Signs of hope for Karpowership with Minister’s ruling
South Africa's Minister of Forestry, Fisheries & the Environment Dion George has ruled in favour of the controversial Turkish powerships proposal for Richards Bay harbour. This despite strong indications from Electricity Minister Kgosientsho Ramokgopa that the entire Karpowership plan is dead in the water. George recently dismissed an appeal by two environmental justice groups against his department’s decision to grant environmental authorisation to Karpowership to moor two powerships in Richards Bay harbour to supply ‘emergency power’ to the Eskom grid. In his 187-page ruling, George rejected all 15 grounds of appeal by the Centre for Environmental Rights, acting on behalf of groundWork and the South Durban Community Environmental Alliance (SDCEA). The Daily Maverick reports that George appears to have been legally obliged to make a ruling on the appeal, even if his decision is rendered academic by other approval hurdles facing Karpowership. Significantly, however, George’s Democratic Alliance has previously voiced strong criticism of what it described as the ANC government ‘bending over backwards to ensure that the Karpowership deal is pushed through at all costs’.

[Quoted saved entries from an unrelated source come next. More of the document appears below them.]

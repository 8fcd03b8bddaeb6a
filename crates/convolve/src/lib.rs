//! # convolve: Discrete Linear Convolution for Rust
//!
//! Exact, dependency-light discrete linear convolution of two finite
//! sequences, generic over integer and floating-point samples.
//!
//! ## What is discrete convolution?
//!
//! For a signal `x` and a kernel `h`, the full linear convolution is
//!
//! ```text
//! y[k] = Σ x[i] · h[k - i]     for all i with 0 <= i < len(x), 0 <= k - i < len(h)
//! ```
//!
//! and has `len(x) + len(h) - 1` samples: every offset at which the two
//! sequences overlap, including the partial overlaps at both edges.
//!
//! ## Quick Start
//!
//! ### Typical Use
//!
//! ```rust
//! use convolve::prelude::*;
//!
//! let x = [71, 72, 73];
//! let h = [74, 75, 76];
//!
//! let y = convolve_full(&x, &h)?;
//!
//! assert_eq!(y, vec![5254, 10653, 16198, 10947, 5548]);
//! # Result::<(), ConvolveError>::Ok(())
//! ```
//!
//! Integer inputs accumulate in a wider integer type (`i32` into `i64`,
//! `i64` into `i128`, ...) so the result is exact. A sum that does not fit
//! even the wider type fails with [`ConvolveError::AccumulatorOverflow`].
//!
//! ### Full Features
//!
//! ```rust
//! use convolve::prelude::*;
//!
//! let x = vec![1.0, 2.0, 3.0, 4.0];
//! let h = vec![0.5, 0.5];
//!
//! let model = Convolve::new()
//!     .mode(Same)         // Output the size of `x`, centered
//!     .method(Direct)     // Direct double-sum evaluation
//!     .build()?;
//!
//! let result = model.convolve(&x, &h)?;
//! println!("{}", result);
//! # Result::<(), ConvolveError>::Ok(())
//! ```
//!
//! ```text
//! Summary:
//!   Signal length: 4
//!   Kernel length: 2
//!   Mode:          Same
//!   Method:        Direct
//!   Output length: 4
//!
//! Convolution Output:
//!    Index      Amplitude
//!   -----------------------
//!        0       0.500000
//!        1       1.500000
//!        2       2.500000
//!        3       3.500000
//! ```
//!
//! ### Result and Error Handling
//!
//! Every entry point returns `Result<_, ConvolveError>`. An empty signal or
//! kernel is rejected with [`ConvolveError::InvalidArgument`] before any
//! computation happens:
//!
//! ```rust
//! use convolve::prelude::*;
//!
//! let empty: [f64; 0] = [];
//! match convolve_full(&empty, &[1.0]) {
//!     Ok(_) => unreachable!(),
//!     Err(e) => eprintln!("Convolution failed: {}", e),
//! }
//! ```
//!
//! ## Minimal Usage (no_std / Embedded)
//!
//! Disable default features to remove the standard library dependency:
//!
//! ```toml
//! [dependencies]
//! convolve = { version = "0.3", default-features = false }
//! ```
//!
//! Only the direct method is available in the core crate. The `fastConvolve`
//! crate adds parallel and FFT-based evaluation on top of it.

#![cfg_attr(not(feature = "std"), no_std)]

#[cfg(not(feature = "std"))]
#[macro_use]
extern crate alloc;

// Layer 1: Primitives - sample types and errors.
mod primitives;

// Layer 2: Math - index arithmetic over overlapping sequences.
mod math;

// Layer 3: Algorithms - direct evaluation and method selection.
mod algorithms;

// Layer 4: Engine - validation, execution and output.
mod engine;

// High-level fluent API for convolution.
mod api;

pub use api::{
    ConvolveError, ConvolveMethod, ConvolveMode, ConvolveResult, Sample, convolve, convolve_full,
};

// Standard convolve prelude.
pub mod prelude {
    pub use crate::api::{
        ConvolveBuilder as Convolve, ConvolveError, ConvolveMethod,
        ConvolveMethod::Auto, ConvolveMethod::Direct, ConvolveMethod::Fft, ConvolveMode,
        ConvolveMode::Full, ConvolveMode::Same, ConvolveMode::Valid, ConvolveResult, Sample,
        convolve, convolve_full,
    };
}

// Internal modules for development and testing.
//
// This module re-exports internal modules for extension crates and
// integration tests. It is only available with the `dev` feature enabled.
#[cfg(feature = "dev")]
pub mod internals {
    pub mod primitives {
        pub use crate::primitives::*;
    }
    pub mod math {
        pub use crate::math::*;
    }
    pub mod algorithms {
        pub use crate::algorithms::*;
    }
    pub mod engine {
        pub use crate::engine::*;
    }
    pub mod api {
        pub use crate::api::*;
    }
}
//! Input and configuration validation for convolution.
//!
//! ## Purpose
//!
//! This module checks the preconditions of a convolution before any work is
//! done: both sequences must be non-empty, every builder parameter must be set
//! at most once, and the requested method must be available for the inputs.
//!
//! ## Design notes
//!
//! * **Fail-Fast**: Validation stops at the first error encountered.
//! * **Cheap**: Configuration checks are O(1). Only the transform exactness
//!   check reads the samples, once, and only for integer inputs.
//!
//! ## Invariants
//!
//! * Validation is deterministic and side-effect free.
//!
//! ## Non-goals
//!
//! * This module does not reject NaN or infinite samples; they propagate.
//! * This module does not transform or copy inputs.

// Feature-gated imports
#[cfg(not(feature = "std"))]
use alloc::format;

// Internal dependencies
use crate::algorithms::method::{ConvolveMethod, transform_is_exact};
use crate::primitives::errors::ConvolveError;
use crate::primitives::sample::Sample;

// ============================================================================
// Validator
// ============================================================================

/// Validation utility for convolution inputs and configuration.
pub struct Validator;

impl Validator {
    /// Validate the signal and kernel sequences.
    pub fn validate_inputs<T>(x: &[T], h: &[T]) -> Result<(), ConvolveError> {
        Self::validate_non_empty(x, "x")?;
        Self::validate_non_empty(h, "h")?;
        Ok(())
    }

    /// Validate that a single named sequence is non-empty.
    pub fn validate_non_empty<T>(values: &[T], name: &str) -> Result<(), ConvolveError> {
        if values.is_empty() {
            return Err(ConvolveError::InvalidArgument(format!(
                "sequence `{name}` is empty; convolution requires at least one sample"
            )));
        }
        Ok(())
    }

    /// Validate that an explicitly requested method can be evaluated.
    pub fn validate_method(
        method: ConvolveMethod,
        transform_available: bool,
    ) -> Result<(), ConvolveError> {
        if method == ConvolveMethod::Fft && !transform_available {
            return Err(ConvolveError::UnsupportedFeature {
                method: method.name(),
                feature: "no transform pass installed (use the fastConvolve crate)",
            });
        }
        Ok(())
    }

    /// Validate that a transform pass reproduces the exact integer result.
    pub fn validate_transform_exact<T: Sample>(x: &[T], h: &[T]) -> Result<(), ConvolveError> {
        if !transform_is_exact(x, h) {
            return Err(ConvolveError::UnsupportedFeature {
                method: ConvolveMethod::Fft.name(),
                feature: "integer inputs exceed the exact transform range (use Direct or Auto)",
            });
        }
        Ok(())
    }

    /// Validate that no parameters were set multiple times in the builder.
    pub fn validate_no_duplicates(
        duplicate_param: Option<&'static str>,
    ) -> Result<(), ConvolveError> {
        if let Some(param) = duplicate_param {
            return Err(ConvolveError::DuplicateParameter { parameter: param });
        }
        Ok(())
    }
}
//! Overlap index arithmetic for linear convolution.
//!
//! ## Purpose
//!
//! This module answers two questions for a signal of length `m` and a kernel
//! of length `n`: how long the full convolution is, and which signal indices
//! `i` contribute to output sample `k` (those with `0 <= k - i < n`).
//!
//! ## Invariants
//!
//! * Both lengths are at least 1 (callers validate inputs first).
//! * `overlap_range(k, m, n)` is non-empty for every `k < full_len(m, n)`.
//!
//! ## Non-goals
//!
//! * This module does not touch sample values.

// External dependencies
use core::ops::Range;

/// Length of the full linear convolution of two non-empty sequences.
#[inline]
pub const fn full_len(x_len: usize, h_len: usize) -> usize {
    x_len + h_len - 1
}

/// Signal indices `i` that contribute to output sample `k`.
///
/// The kernel index paired with `i` is `k - i`.
#[inline]
pub fn overlap_range(k: usize, x_len: usize, h_len: usize) -> Range<usize> {
    let start = k.saturating_sub(h_len - 1);
    let end = (k + 1).min(x_len);
    start..end
}
//! # fastConvolve: Parallel and FFT-Accelerated Convolution
//!
//! Accelerated discrete linear convolution for **Rust**, built on the
//! `convolve` crate. Results are identical to `convolve`; only the way they
//! are computed changes.
//!
//! ## What does it add?
//!
//! * **Parallel direct evaluation**: every output sample is an independent dot
//!   product, so the output is split across CPU cores with `rayon`.
//! * **FFT evaluation**: long inputs are convolved as a pointwise product of
//!   their spectra with `rustfft`, in `O(N log N)` instead of `O(m · n)`.
//! * **Automatic selection**: `Auto` estimates the cost of both methods and
//!   keeps integer results exact by falling back to direct evaluation when the
//!   output could exceed the `f64` mantissa.
//! * **ndarray input**: `Array1` and contiguous views are accepted directly.
//!
//! ## Quick Start
//!
//! ### Typical Use
//!
//! ```rust
//! use fastConvolve::prelude::*;
//!
//! let x = vec![71, 72, 73];
//! let h = vec![74, 75, 76];
//!
//! let y = convolve_full(&x, &h)?;
//!
//! assert_eq!(y, vec![5254, 10653, 16198, 10947, 5548]);
//! # Result::<(), ConvolveError>::Ok(())
//! ```
//!
//! ### Full Features
//!
//! ```rust
//! use fastConvolve::prelude::*;
//!
//! let x: Vec<f64> = (0..4096).map(|i| (i as f64 * 0.01).sin()).collect();
//! let h = vec![0.25; 512];
//!
//! let model = Convolve::new()
//!     .mode(Same)         // Output the size of `x`, centered
//!     .method(Auto)       // Cheapest exact method for the inputs
//!     .parallel(true)     // Multi-threaded direct evaluation
//!     .build()?;
//!
//! let result = model.convolve(&x, &h)?;
//! assert_eq!(result.len(), x.len());
//! assert_eq!(result.method_used, Fft);
//! # Result::<(), ConvolveError>::Ok(())
//! ```
//!
//! ### ndarray Integration
//!
//! ```rust
//! use fastConvolve::prelude::*;
//! use ndarray::Array1;
//!
//! let x = Array1::from_vec(vec![1.0, 2.0, 3.0, 4.0]);
//! let h = Array1::from_vec(vec![1.0, 1.0]);
//!
//! let model = Convolve::new().mode(Valid).build()?;
//! let result = model.convolve(&x, &h)?;
//!
//! assert_eq!(result.values, vec![3.0, 5.0, 7.0]);
//! # Result::<(), ConvolveError>::Ok(())
//! ```
//!
//! Non-contiguous arrays (for example, strided slices) are rejected with
//! `ConvolveError::InvalidArgument`.

#![allow(non_snake_case)]

// Layer 5: Engine - accelerated passes.
mod engine;

// High-level fluent API for accelerated convolution.
mod api;

// Input data handling.
mod input;

pub use api::{
    ConvolveError, ConvolveMethod, ConvolveMode, ConvolveResult, FastConvolve,
    FastConvolveBuilder, Sample, convolve, convolve_full,
};
pub use input::ConvolveInput;

// Standard fastConvolve prelude.
pub mod prelude {
    pub use crate::api::{
        ConvolveError, ConvolveMethod,
        ConvolveMethod::{Auto, Direct, Fft},
        ConvolveMode,
        ConvolveMode::{Full, Same, Valid},
        ConvolveResult, FastConvolveBuilder as Convolve, Sample, convolve, convolve_full,
    };
    pub use crate::input::ConvolveInput;
}

// Internal modules for development and testing.
//
// This module re-exports internal modules for development and testing purposes.
// It is only available with the `dev` feature enabled.
#[cfg(feature = "dev")]
pub mod internals {
    pub mod engine {
        pub use crate::engine::*;
    }
    pub mod input {
        pub use crate::input::*;
    }
    pub mod api {
        pub use crate::api::*;
    }
}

Now, George’s decision has raised questions about whether the Turkish company has indeed thrown in the towel for good – or is still hoping to salvage its plans to supply ‘emergency’ powerships in three local harbours (Richards Bay, Saldanha and Coega). Since the controversial plan surfaced in 2020, the Turkish group has faced a series of legal, environmental, regulatory and procedural battles to gain authorisation for the multibillion-rand proposal. Karpowership has not responded to questions emailed by DM on whether it was walking away from the proposal, but TimesLIVE quoted Electricity Minister Kgosientsho Ramokgopa previously saying the Karpowership deal was ‘off the table’. George’s decision has thrown a potential lifeline to Karpowership to pursue the 20-year ‘emergency’ power supply deal by removing obstacles to environmental approval – even though Karpowership has lost Eskom grid access and is still embroiled in legal disputes with its local empowerment partner, Powergroup SA, and faces another court case involving the National Energy Regulator’s refusal to disclose the full terms of its decision to grant Karpowership generation licences. In his decision, George said: ‘Load shedding is still very much part of SA’s daily existence’ and that he was satisfied that the Karpowership deal was still ‘needed and desirable’. He said affected parties had 180 days to take his internal appeal decision to court for judicial review.
Reacting to the decision on 31 July, Centre for Environmental Rights (CER) attorney Michelle Koyama said: ‘We are highly disappointed by the Minister’s decision to uphold the appeal, given that South Africans can ill-afford such expensive electricity and the resulting rising costs of basic goods when cheaper [energy] alternatives exist. The public and government also cannot afford to continuously pay for damages to people and infrastructure from floods, droughts and other extreme weather events, which will intensify as climate-harming activities such as this persist.' DM notes that George dismissed all 15 grounds of the CER appeal as ‘lacking merit’, while the Istanbul-based Karpowership group, in its submissions to the Minister, claimed that groundWork and the SDCEA were ‘linked to a foreign-funded scheme bent on vilifying natural gas and promoting renewable energy at all costs despite scientific and industry evidence that SA cannot rely exclusively on renewable energy'.